Secrets, lies -- and lawyers!

"Daredevil" suffered for years under Frank Miller's shadow, but Brian Bendis and Alex Maleev made it one of the most engrossing comics of the last decade.

Published January 5, 2006 11:44AM (EST)

When the final issue of Brian Michael Bendis and Alex Maleev's four-year run on "Daredevil" appears later this month, it'll conclude one of the most engrossing stories that's appeared in mainstream comics this decade, an ornately zig-zagging narrative about moral blindness and double lives, with a hero sinking irreparably into a pit he's dug for himself. (The first three-quarters of their collaboration have been collected in six paperbacks or three hardcovers, all published by Marvel.) Bendis is the most prolific writer in comics right now -- he writes four other monthly series and then some -- but his work with Bulgarian-born artist Maleev has a distinct tone and look, an intimate, understated security-camera perspective on the demimonde of crime, law and the press. They've managed to make "Daredevil" their own -- a doubly impressive feat, considering that almost everyone who's worked on the series for the past 20 years has struggled and failed to get out from under Frank Miller's shadow.

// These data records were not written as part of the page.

#[tokio::test]
async fn test_force_logout_cancels_and_closes_session() {
    let h = start(settings(false)).await;
    for _ in 0..2 {
        h.ctx.submit_order(buy_open("rb2410", 3500.0)).await;
    }
    eventually(|| h.ctx.activity.snapshot().account.total_orders == 2).await;

    let report = h.ctx.emergency.force_logout("account compromised").await;
    assert!(report.logged_out);
    assert_eq!(report.cancel.cancelled(), 2);
    eventually(|| h.ctx.connection.state() == ConnectionState::Disconnected).await;
    assert_eq!(h.ctx.connection.snapshot().disconnect_count, 0);

    let outcome = h.ctx.submit_order(buy_open("rb2410", 3500.0)).await;
    assert!(matches!(outcome, SubmitOutcome::GatewayFailed { .. }));

    let alerts = h.ctx.alerts.history(100);
    assert!(alerts
        .iter()
        .any(|a| a.level == AlertLevel::Critical && a.message.contains("forced logout")));
    h.pump.abort();
}

#[tokio::test]
async fn test_stopped_strategy_orders_rejected() {
    let mut s = settings(false);
    s.emergency.strategies = vec!["alpha".to_string(), "beta".to_string()];
    let h = start(s).await;

    h.ctx.emergency.stop_strategy(Some("alpha"), "runaway quoting");
    let outcome = h
        .ctx
        .submit_order(buy_open("rb2410", 3500.0).with_strategy("alpha"))
        .await;
    assert_eq!(outcome.validation().codes(), vec![ViolationCode::StrategyStopped]);

    let outcome = h
        .ctx
        .submit_order(buy_open("rb2410", 3500.0).with_strategy("beta"))
        .await;
    assert!(matches!(outcome, SubmitOutcome::Submitted { .. }));

    // Emergency stop halts every strategy; resuming trading leaves them stopped
    h.ctx.emergency.emergency_stop("limit breach").await;
    h.ctx.emergency.resume_trading("cleared");
    let outcome = h
        .ctx
        .submit_order(buy_open("rb2410", 3500.0).with_strategy("beta"))
        .await;
    assert!(outcome.validation().has(ViolationCode::StrategyStopped));
    let outcome = h.ctx.submit_order(buy_open("rb2410", 3500.0)).await;
    assert!(matches!(outcome, SubmitOutcome::Submitted { .. }));

    h.ctx.emergency.resume_strategy(None, "reviewed");
    let outcome = h
        .ctx
        .submit_order(buy_open("rb2410", 3500.0).with_strategy("alpha"))
        .await;
    assert!(matches!(outcome, SubmitOutcome::Submitted { .. }));
    h.pump.abort();
}
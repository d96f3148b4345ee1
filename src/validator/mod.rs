//! Order Validator
//!
//! Pre-submission business rules. Every check runs on every request and
//! each failure contributes its own violation, so a caller always sees the
//! complete problem list:
//!
//! 1. Instrument exists and is tradable
//! 2. Price is a multiple of the tick size
//! 3. Volume is positive and within the per-order maximum
//! 4. Margin covers an opening order
//! 5. Position covers a closing order
//! 6. Exchange is in session
//!
//! Emergency state is consulted last: a paused desk still gets the full
//! diagnostic list, with `TRADING_PAUSED` appended.
//!
//! The validator does no I/O. Account, position and clock inputs come in
//! through [`ValidationContext`], so identical inputs give identical output.

pub mod sessions;

use std::collections::HashMap;

use chrono::NaiveDateTime;
use parking_lot::RwLock;
use serde::{Deserialize, Serialize};
use tracing::{debug, info};

use crate::config::ValidatorConfig;
use crate::emergency::{EmergencyState, SettlementPolicy};
use crate::models::{AccountSnapshot, InstrumentSpec, OrderRequest, PositionSnapshot};
use sessions::SessionCalendar;

#[derive(Debug, Clone, Copy, PartialEq, Eq, Hash, Serialize, Deserialize)]
#[serde(rename_all = "SCREAMING_SNAKE_CASE")]
pub enum ViolationCode {
    InvalidInstrument,
    InstrumentNotTradable,
    InvalidPrice,
    InvalidPriceTick,
    InvalidVolume,
    ExceedMaxVolume,
    InsufficientMargin,
    InsufficientPosition,
    NotTradingTime,
    TradingPaused,
    StrategyStopped,
    SettlementUnconfirmed,
}

impl ViolationCode {
    pub fn as_str(&self) -> &'static str {
        match self {
            Self::InvalidInstrument => "INVALID_INSTRUMENT",
            Self::InstrumentNotTradable => "INSTRUMENT_NOT_TRADABLE",
            Self::InvalidPrice => "INVALID_PRICE",
            Self::InvalidPriceTick => "INVALID_PRICE_TICK",
            Self::InvalidVolume => "INVALID_VOLUME",
            Self::ExceedMaxVolume => "EXCEED_MAX_VOLUME",
            Self::InsufficientMargin => "INSUFFICIENT_MARGIN",
            Self::InsufficientPosition => "INSUFFICIENT_POSITION",
            Self::NotTradingTime => "NOT_TRADING_TIME",
            Self::TradingPaused => "TRADING_PAUSED",
            Self::StrategyStopped => "STRATEGY_STOPPED",
            Self::SettlementUnconfirmed => "SETTLEMENT_UNCONFIRMED",
        }
    }
}

impl std::fmt::Display for ViolationCode {
    fn fmt(&self, f: &mut std::fmt::Formatter<'_>) -> std::fmt::Result {
        f.write_str(self.as_str())
    }
}

#[derive(Debug, Clone, PartialEq, Eq, Serialize, Deserialize)]
pub struct Violation {
    pub code: ViolationCode,
    pub message: String,
}

impl Violation {
    fn new(code: ViolationCode, message: impl Into<String>) -> Self {
        Self {
            code,
            message: message.into(),
        }
    }
}

#[derive(Debug, Clone, PartialEq, Eq, Serialize, Deserialize)]
pub struct ValidationResult {
    pub valid: bool,
    pub violations: Vec<Violation>,
}

impl ValidationResult {
    pub fn from_violations(violations: Vec<Violation>) -> Self {
        Self {
            valid: violations.is_empty(),
            violations,
        }
    }

    pub fn has(&self, code: ViolationCode) -> bool {
        self.violations.iter().any(|v| v.code == code)
    }

    pub fn codes(&self) -> Vec<ViolationCode> {
        self.violations.iter().map(|v| v.code).collect()
    }
}

/// Caller-supplied inputs. `None` snapshots mean "not loaded yet" and skip
/// the checks that need them.
#[derive(Debug, Clone)]
pub struct ValidationContext<'a> {
    pub account: Option<&'a AccountSnapshot>,
    pub positions: Option<&'a [PositionSnapshot]>,
    /// Exchange local time
    pub now: NaiveDateTime,
    pub emergency: &'a EmergencyState,
}

pub struct OrderValidator {
    instruments: RwLock<HashMap<String, InstrumentSpec>>,
    default_calendar: SessionCalendar,
    weekdays_only: bool,
    tick_tolerance: f64,
}

impl OrderValidator {
    pub fn new(config: &ValidatorConfig) -> Self {
        let validator = Self {
            instruments: RwLock::new(HashMap::new()),
            default_calendar: SessionCalendar::new(
                config.default_sessions.clone(),
                config.weekdays_only,
            ),
            weekdays_only: config.weekdays_only,
            tick_tolerance: config.tick_tolerance.abs(),
        };
        validator.replace_instruments(config.instruments.clone());
        validator
    }

    /// Swap in a new instrument reference set.
    pub fn replace_instruments(&self, instruments: Vec<InstrumentSpec>) {
        let map: HashMap<_, _> = instruments
            .into_iter()
            .map(|i| (i.instrument_id.clone(), i))
            .collect();
        let count = map.len();
        *self.instruments.write() = map;
        info!(count, "instrument reference set loaded");
    }

    pub fn instrument(&self, instrument_id: &str) -> Option<InstrumentSpec> {
        self.instruments.read().get(instrument_id).cloned()
    }

    pub fn instrument_count(&self) -> usize {
        self.instruments.read().len()
    }

    /// Run every check and collect all violations.
    pub fn validate(&self, request: &OrderRequest, ctx: &ValidationContext<'_>) -> ValidationResult {
        let instrument = self.instrument(&request.instrument_id);
        let mut violations = Vec::new();

        // 1. Instrument
        self.check_instrument(request, instrument.as_ref(), &mut violations);

        // 2. Price tick
        self.check_price_tick(request, instrument.as_ref(), &mut violations);

        // 3. Volume
        self.check_volume(request, instrument.as_ref(), &mut violations);

        // 4. Margin (open only)
        if request.offset.is_open() {
            self.check_margin(request, instrument.as_ref(), ctx.account, &mut violations);
        }

        // 5. Position (close only)
        if !request.offset.is_open() {
            self.check_position(request, ctx.positions, &mut violations);
        }

        // 6. Trading hours
        self.check_trading_hours(request, instrument.as_ref(), ctx.now, &mut violations);

        // Emergency state
        self.check_emergency(request, ctx.emergency, &mut violations);

        let result = ValidationResult::from_violations(violations);
        if !result.valid {
            debug!(
                instrument = %request.instrument_id,
                violations = ?result.codes(),
                "order failed validation"
            );
        }
        result
    }

    fn check_instrument(
        &self,
        request: &OrderRequest,
        instrument: Option<&InstrumentSpec>,
        out: &mut Vec<Violation>,
    ) {
        match instrument {
            None => out.push(Violation::new(
                ViolationCode::InvalidInstrument,
                format!("unknown instrument {}", request.instrument_id),
            )),
            Some(spec) if !spec.is_trading => out.push(Violation::new(
                ViolationCode::InstrumentNotTradable,
                format!("instrument {} is not currently tradable", spec.instrument_id),
            )),
            Some(_) => {}
        }
    }

    fn check_price_tick(
        &self,
        request: &OrderRequest,
        instrument: Option<&InstrumentSpec>,
        out: &mut Vec<Violation>,
    ) {
        if !request.price.is_finite() || request.price <= 0.0 {
            out.push(Violation::new(
                ViolationCode::InvalidPrice,
                format!("price {} must be positive", request.price),
            ));
            return;
        }
        let Some(spec) = instrument else {
            return;
        };
        if spec.price_tick <= 0.0 {
            return;
        }

        if !is_tick_multiple(request.price, spec.price_tick, self.tick_tolerance) {
            out.push(Violation::new(
                ViolationCode::InvalidPriceTick,
                format!(
                    "price {} is not a multiple of tick {}",
                    request.price, spec.price_tick
                ),
            ));
        }
    }

    fn check_volume(
        &self,
        request: &OrderRequest,
        instrument: Option<&InstrumentSpec>,
        out: &mut Vec<Violation>,
    ) {
        if request.volume <= 0 {
            out.push(Violation::new(
                ViolationCode::InvalidVolume,
                format!("volume {} must be positive", request.volume),
            ));
            return;
        }
        if let Some(spec) = instrument {
            if request.volume > spec.max_order_volume {
                out.push(Violation::new(
                    ViolationCode::ExceedMaxVolume,
                    format!(
                        "volume {} exceeds per-order maximum {}",
                        request.volume, spec.max_order_volume
                    ),
                ));
            }
        }
    }

    fn check_margin(
        &self,
        request: &OrderRequest,
        instrument: Option<&InstrumentSpec>,
        account: Option<&AccountSnapshot>,
        out: &mut Vec<Violation>,
    ) {
        let (Some(spec), Some(account)) = (instrument, account) else {
            debug!(instrument = %request.instrument_id, "margin check skipped, missing data");
            return;
        };
        if request.price <= 0.0 || request.volume <= 0 {
            return;
        }

        let required = required_margin(request, spec);
        if required > account.available {
            out.push(Violation::new(
                ViolationCode::InsufficientMargin,
                format!(
                    "required margin {:.2} exceeds available {:.2}",
                    required, account.available
                ),
            ));
        }
    }

    fn check_position(
        &self,
        request: &OrderRequest,
        positions: Option<&[PositionSnapshot]>,
        out: &mut Vec<Violation>,
    ) {
        let Some(positions) = positions else {
            debug!(instrument = %request.instrument_id, "position check skipped, no snapshot");
            return;
        };

        let side = request.direction.closes();
        let available: i32 = positions
            .iter()
            .filter(|p| p.instrument_id == request.instrument_id && p.direction == side)
            .map(|p| p.closable(request.offset))
            .sum();

        if request.volume > available {
            out.push(Violation::new(
                ViolationCode::InsufficientPosition,
                format!(
                    "{} {} {} needs {} but only {} {:?} available",
                    request.direction.as_str(),
                    request.offset.as_str(),
                    request.instrument_id,
                    request.volume,
                    available,
                    side
                ),
            ));
        }
    }

    fn check_trading_hours(
        &self,
        request: &OrderRequest,
        instrument: Option<&InstrumentSpec>,
        now: NaiveDateTime,
        out: &mut Vec<Violation>,
    ) {
        let open = match instrument.and_then(|i| i.sessions.as_ref()) {
            Some(custom) => SessionCalendar::new(custom.clone(), self.weekdays_only).is_open(now),
            None => self.default_calendar.is_open(now),
        };
        if !open {
            out.push(Violation::new(
                ViolationCode::NotTradingTime,
                format!("{} is outside trading sessions for {}", now, request.instrument_id),
            ));
        }
    }

    fn check_emergency(&self, request: &OrderRequest, state: &EmergencyState, out: &mut Vec<Violation>) {
        if !state.trading_enabled {
            out.push(Violation::new(
                ViolationCode::TradingPaused,
                format!(
                    "trading paused: {}",
                    state.paused_reason.as_deref().unwrap_or("no reason given")
                ),
            ));
        }

        if let Some(strategy_id) = request.strategy_id.as_deref() {
            if !state.strategy_running(strategy_id) {
                out.push(Violation::new(
                    ViolationCode::StrategyStopped,
                    format!("strategy {} is stopped", strategy_id),
                ));
            }
        }

        if !state.settlement_confirmed {
            let blocked = match state.settlement_policy {
                SettlementPolicy::Disabled => false,
                SettlementPolicy::BlockNewOrders => request.offset.is_open(),
                SettlementPolicy::BlockSession => true,
            };
            if blocked {
                out.push(Violation::new(
                    ViolationCode::SettlementUnconfirmed,
                    "settlement statement not yet confirmed",
                ));
            }
        }
    }
}

/// Margin = price × volume × contract multiplier × margin rate
pub fn required_margin(request: &OrderRequest, spec: &InstrumentSpec) -> f64 {
    request.price * f64::from(request.volume) * spec.volume_multiple * spec.margin_rate
}

/// `price` lies within `tolerance` of an integer multiple of `tick`.
pub fn is_tick_multiple(price: f64, tick: f64, tolerance: f64) -> bool {
    let steps = (price / tick).round();
    (price - steps * tick).abs() <= tolerance
}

"Daredevil" was launched by Marvel Comics in 1964 as a superhero comic with a Big Shocking Twist -- the hero is blind! and a lawyer! because, all together now, justice is blind! And he dresses up in a spandex devil suit, because he lives in the Hell's Kitchen neighborhood of New York! The series spent the next 15 years limping along as the poor cousin of "Spider-Man" and "Fantastic Four." When Miller, then an unknown 22-year-old cartoonist, and his artistic collaborator Klaus Janson began their work on the series in 1979, it was marginal at best, a generic superhero title with no particular reason to exist. They quickly reworked it into something far darker -- both visually and metaphorically -- and more interesting than it had been, influenced by film noir, crime fiction and Will Eisner's old "Spirit" comics. Miller's "Daredevil" became hugely popular, especially after he introduced Elektra, the hero's ex-lover, now a ninja assassin. Ninja assassins were pretty big in the '80s.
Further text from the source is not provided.